EXERCISE DESCRIPTION - Report every line in the records below that holds the word "impl".

══ MATERIAL FOR THE TASK ══

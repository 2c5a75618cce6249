//! The streaming run: a single producer task multiplexing text chunks, tool
//! events, confirmation requests and usage updates onto one bounded channel.

use futures::{Stream, StreamExt};
use serde_json::{Map, Value};
use std::collections::{HashMap, HashSet};
use std::pin::Pin;
use std::sync::Arc;
use std::task::{Context, Poll};
use tokio::sync::mpsc;

use tangent::Usage;
use tangent::chat::{ChatMessage, ChunkEvent, ToolChoice, ToolSchema};
use tangent::error::BackendError;

use crate::agent::{
    Agent, AgentInput, AgentResult, RunParams, check_token_limits, clamped_backend_options,
};
use crate::error::AgentError;
use crate::events::AgentEvent;
use crate::options::TurnLimit;
use crate::post_processor::PostProcessor;
use crate::tools::ToolCallResult;
use crate::tools::invoke::{ToolEvent, spawn_dispatch};
use crate::tools::registry::build_registry;

/// Capacity of the event channel; bounds the producer's lead over a slow
/// consumer.
const EVENT_CHANNEL_CAPACITY: usize = 64;

type EventSender = mpsc::Sender<Result<AgentEvent, AgentError>>;

/// Why the producer stopped early.
enum StreamAbort {
    /// The consumer dropped the stream.
    Cancelled,
    Failed(AgentError),
}

impl From<AgentError> for StreamAbort {
    fn from(error: AgentError) -> Self {
        StreamAbort::Failed(error)
    }
}

impl From<BackendError> for StreamAbort {
    fn from(error: BackendError) -> Self {
        StreamAbort::Failed(AgentError::Backend(error))
    }
}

═══

EXERCISE ANSWER -
impl From<AgentError> for StreamAbort {
impl From<BackendError> for StreamAbort {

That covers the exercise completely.